Telomeres are repetitive DNA sequences located at the very ends of our chromosomes. Together with specific proteins, they form a cap like structure that prevents the cells from sensing the linear chromosome ends as ‘damaged’. Like a burning fuse, telomeres progressively shorten with every cell division and, depending on cell type, initiate either apoptosis or trigger a permanent proliferative arrest, termed cellular senescence, once a critical length is reached. It is thought that this cell division countdown timer developed as a tumour suppressing mechanism to prevent precancerous cells from proliferating indefinitely. While we currently do not know how efficient this tumour suppressing mechanism is in humans, numerous studies using mouse models have demonstrated that critically short and dysfunctional telomeres indeed present a powerful barrier to cancer growth (Artandi & DePinho, 2010).

Unfortunately, this tumour suppressing mechanism also comes at a cost. As we age, telomeres in most of our tissues progressively become shorter and therefore likely contribute to the failure of our organs and tissues observed in old age. Supporting this are data demonstrating that healthy lifespan is positively correlated with longer telomeres in humans, and patients suffering from age-related diseases and premature aging syndromes display shorter telomeres compared to healthy individuals (Zhu et al, 2011). Furthermore, cells with damaged telomeres accumulate in some tissues of aging mice and nonhuman primates, supporting the model that telomere shortening and the resulting senescence response promotes aging in mammals (Fumagalli et al, 2012; Herbig et al, 2006; Hewitt et al, 2012). Indeed, preventing the accumulation of senescent cells in aging mice significantly improves healthspan, demonstrating that cellular senescence, regardless of its induction, is a cause of aging associated disorders (Baker et al, 2011).

Certain cells within our tissues have the ability to stabilize telomere lengths more efficiently than others. Stem and progenitor cells can slow telomere erosion by expression of a ribonucleoprotein complex called telomerase.

Telomerase is a reverse transcriptase that adds new telomeric repeats preferentially to critically short telomeres and, thereby, prevents them from triggering apoptosis or cellular senescence.

Telomerase is a reverse transcriptase that adds new telomeric repeats preferentially to critically short telomeres and, thereby, prevents them from triggering apoptosis or cellular senescence. In contrast to stem cells which constitutively express low levels of telomerase, normal somatic human cells repress telomerase expression shortly before birth. Consequently telomeres shorten in most of our cells throughout life. While the relatively low levels of telomerase activity in stem cells are not sufficient to completely prevent telomere erosion with advancing age, these levels are sufficient to delay aging substantially. Partial or complete loss of telomerase function dramatically accelerates aging in mice and promotes aging associated disorders in humans. Therefore, the presence of active telomerase in stem cells, and potentially in other cells, is vital for longevity and good health. A question that has therefore intrigued researchers for many years is whether it is possible to slow aging and improve health span by re-activating telomerase in all of our cells.

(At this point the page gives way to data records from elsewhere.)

impl<H: SceneHost> Game<H> {
    pub fn new(config: GameConfig, catalog: LevelCatalog, host: H) -> CoreResult<Self> {
        config.validate()?;
        catalog.validate()?;
        let footprints = FootprintTable::build(&catalog);
        Ok(Self {
            generator: LayoutGenerator::new(LayoutSettings::from_config(&config)),
            bar: SlotBar::new(config.slot_count).with_merge_lift(config.timings.destroy_up_diff),
            tracker: LevelProgressTracker::new(config.wrap_policy),
            scheduler: Scheduler::new(),
            signals: SignalBus::new(),
            cues: Vec::new(),
            raised: 0,
            elapsed: 0.0,
            last_pick: None,
            config,
            catalog,
            footprints,
            host,
        })
    }

    // =====================================================
    // Accessors
    // =====================================================

    pub fn config(&self) -> &GameConfig {
        &self.config
    }

    pub fn catalog(&self) -> &LevelCatalog {
        &self.catalog
    }

    pub fn host(&self) -> &H {
        &self.host
    }

    pub fn host_mut(&mut self) -> &mut H {
        &mut self.host
    }

    pub fn bar(&self) -> &SlotBar {
        &self.bar
    }

    pub fn tracker(&self) -> &LevelProgressTracker {
        &self.tracker
    }

    pub fn generator(&self) -> &LayoutGenerator {
        &self.generator
    }

    pub fn state(&self) -> ProgressState {
        self.tracker.state()
    }

    /// Simulation time since creation (seconds)
    pub fn elapsed(&self) -> f64 {
        self.elapsed
    }

    pub fn pending_timers(&self) -> usize {
        self.scheduler.len()
    }

    pub fn subscribe(&mut self) -> Subscription<GameSignal> {
        self.signals.subscribe()
    }

    pub fn signals_mut(&mut self) -> &mut SignalBus<GameSignal> {
        &mut self.signals
    }

    /// Cues raised since the last drain, oldest first
    pub fn drain_cues(&mut self) -> Vec<VisualCue> {
        std::mem::take(&mut self.cues)
    }

    // =====================================================
    // Commands
    // =====================================================

    pub fn start(&mut self) -> CoreResult<()> {
        self.load_level(0)
    }

    /// Load a level. An invalid index is logged; nothing changes and no
    /// signal is emitted.
    pub fn load_level(&mut self, index: usize) -> CoreResult<()> {
        if self.catalog.level(index).is_none() {
            let err = CoreError::InvalidLevelIndex {
                index,
                count: self.catalog.level_count(),
            };
            error!("{}", err);
            return Err(err);
        }
        let plan = LayoutPlan::for_level(
            &self.catalog,
            &self.footprints,
            index,
            self.config.required_slack,
        )
        .inspect_err(|e| error!("Cannot plan level {}: {}", index, e))?;

        let dropped = self.scheduler.cancel_all();
        if dropped > 0 {
            debug!("Cancelled {} pending continuations", dropped);
        }
        self.bar.reset();
        self.cues.clear();
        self.last_pick = None;
        self.raised = 0;

        self.generator
            .begin(plan, layout_seed(self.config.seed, index));
        self.tracker.load_level(&self.catalog, index, &mut self.signals)
    }

    /// Load the level after the current one; after a completion the index
    /// has already advanced
    pub fn next_level(&mut self) -> CoreResult<()> {
        let index = match self.tracker.state() {
            ProgressState::LevelCompleted => self.tracker.level_index(),
            _ => self.tracker.next_index(),
        };
        self.load_level(index)
    }

    pub fn restart_level(&mut self) -> CoreResult<()> {
        self.load_level(self.tracker.level_index())
    }

    /// Pick whatever building stands under `point`
    pub fn pick_collectable(&mut self, point: Vec3) -> PickOutcome {
        if !self.tracker.is_playing() {
            return PickOutcome::Rejected(PickRejection::NotPlaying);
        }
        if let Some(last) = self.last_pick {
            if self.elapsed <= last + f64::from(self.config.click_cooldown_secs) {
                return PickOutcome::Rejected(PickRejection::Cooldown);
            }
        }

        let id = match probe_down(&self.host, point, self.config.ray_upper_diff) {
            Probe::Hit {
                classification: Classification::Building,
                placement: Some(id),
                ..
            } => id,
            _ => return PickOutcome::Rejected(PickRejection::NothingHit),
        };
        self.last_pick = Some(self.elapsed);

        let timings = self.config.timings;
        if self.bar.first_empty().is_none() {
            debug!("{}, rejecting pick of {:?}", CoreError::NoEmptySlot, id);
            self.cues.push(VisualCue::RejectFlash { id });
            self.scheduler
                .schedule(timings.reject_flash, TimedAction::RejectFlashEnd { id });
            return PickOutcome::Rejected(PickRejection::BarFull);
        }

        let Some(placement) = self.host.remove_building(id) else {
            return PickOutcome::Rejected(PickRejection::NothingHit);
        };
        let from = placement.position;
        let collectable = Collectable {
            id,
            building_type: placement.building_type,
            position: from,
        };
        let Some(slot) = self.bar.try_insert(collectable) else {
            return PickOutcome::Rejected(PickRejection::BarFull);
        };

        let to = self.bar.slot(slot).map(|s| s.anchor()).unwrap_or(from);
        self.cues.push(VisualCue::CollectableFlyToSlot {
            id,
            slot,
            from,
            to,
            duration: timings.fly_to_slot(),
        });
        self.scheduler
            .schedule(timings.fly_to_slot(), TimedAction::SlotSettled { slot });
        PickOutcome::Collected { id, slot }
    }

    /// Swap in a new catalog; takes effect on the next level load
    pub fn replace_catalog(&mut self, catalog: LevelCatalog) -> CoreResult<()> {
        catalog.validate()?;
        let footprints = FootprintTable::build(&catalog);
        info!(
            "Catalog replaced ({} levels, {} footprints)",
            catalog.level_count(),
            footprints.len()
        );
        self.catalog = catalog;
        self.footprints = footprints;
        Ok(())
    }

    // =====================================================
    // Simulation
    // =====================================================

    pub fn tick(&mut self, dt: f32) {
        self.elapsed += f64::from(dt);

        for action in self.scheduler.advance(dt) {
            self.apply(action);
        }

        if self.generator.is_running() {
            self.generator.update(dt, &mut self.host);
            self.raise_new_buildings();
        }

        self.tracker.tick_timer(dt, &mut self.signals);

        if self.tracker.is_playing() {
            match self.bar.detect_and_resolve_match() {
                Some(resolution) => self.start_merge(resolution),
                None => {
                    if self.bar.is_full() {
                        self.tracker.game_over(&mut self.signals);
                    }
                }
            }
            self.compact();
        }
    }

    /// Finish layout generation at once, ignoring settle delays
    pub fn finish_layout(&mut self) {
        self.generator.run_to_completion(&mut self.host);
        self.raise_new_buildings();
    }

    fn raise_new_buildings(&mut self) {
        let placements = &self.generator.report().placements;
        for placement in placements.iter().skip(self.raised) {
            self.cues.push(VisualCue::BuildingRaised {
                id: placement.id,
                position: placement.position,
            });
        }
        self.raised = placements.len();
    }

    fn start_merge(&mut self, resolution: MatchResolution) {
        let duration = self.config.timings.destroy;
        let MatchResolution {
            building_type,
            items,
            target,
            ..
        } = resolution;

        debug!("Merging three {:?}", building_type);
        self.cues.push(VisualCue::MergeStarted {
            building_type,
            ids: items.iter().map(|c| c.id).collect(),
            target,
            duration,
        });
        for piece in items {
            self.scheduler
                .schedule(duration, TimedAction::MergePieceArrived { piece });
        }
        self.scheduler
            .schedule(duration, TimedAction::DestroyFx { position: target });
    }

    fn compact(&mut self) {
        let duration = self.config.timings.jump;
        for hop in self.bar.compact_left() {
            let to = self.bar.slot(hop.to).map(|s| s.anchor()).unwrap_or(hop.item.position);
            self.cues.push(VisualCue::CollectableJump {
                id: hop.item.id,
                from_slot: hop.from,
                to_slot: hop.to,
                to,
                duration,
            });
            self.scheduler
                .schedule(duration, TimedAction::SlotSettled { slot: hop.to });
        }
    }

    fn apply(&mut self, action: TimedAction) {
        match action {
            TimedAction::SlotSettled { slot } => {
                self.bar.finish_animation(slot);
            }
            TimedAction::MergePieceArrived { piece } => {
                self.tracker.add_building(piece.building_type);
                self.signals.emit(GameSignal::CollectableDestroyed);
                self.tracker.check_completion(&mut self.signals);
            }
            TimedAction::DestroyFx { position } => {
                self.cues.push(VisualCue::DestroyFx { position });
            }
            TimedAction::RejectFlashEnd { id } => {
                self.cues.push(VisualCue::RejectFlashEnd { id });
            }
        }
    }
}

Constitutive expression of telomerase, unfortunately, is a characteristic of almost all cancer cells. It is therefore no surprise that transgenic animals overexpressing the catalytic subunit of mouse telomerase (mTERT), develop cancers earlier in life, thereby masking the potential beneficial lifespan extending properties of telomerase (Gonzalez-Suarez et al, 2001). A significant breakthrough came several years ago when Maria Blasco's group demonstrated that constitutive telomerase expression in mice, engineered to be also highly cancer resistant, dramatically extended median lifespan and reduced aging associated disorders (Tomas-Loba et al, 2008). While these studies demonstrated for the first time that telomerase has anti-aging and rejuvenating properties, this approach for improving health and extending lifespan is not feasible in humans since we are clearly not cancer resistant. However, what if one could activate telomerase expression temporarily, just enough to extend critically short telomeres in ‘old’ cells? This would prevent precancerous cells from proliferating continuously, but might give normal cells a temporary boost to maintain tissue function for a few more years. Similarly, aging-associated disorders, including diabetes, atherosclerosis, cardiovascular disease and cognitive impairment, all which have been associated with shortened telomere lengths (Zhu et al, 2011), could potentially be ameliorated using such an approach.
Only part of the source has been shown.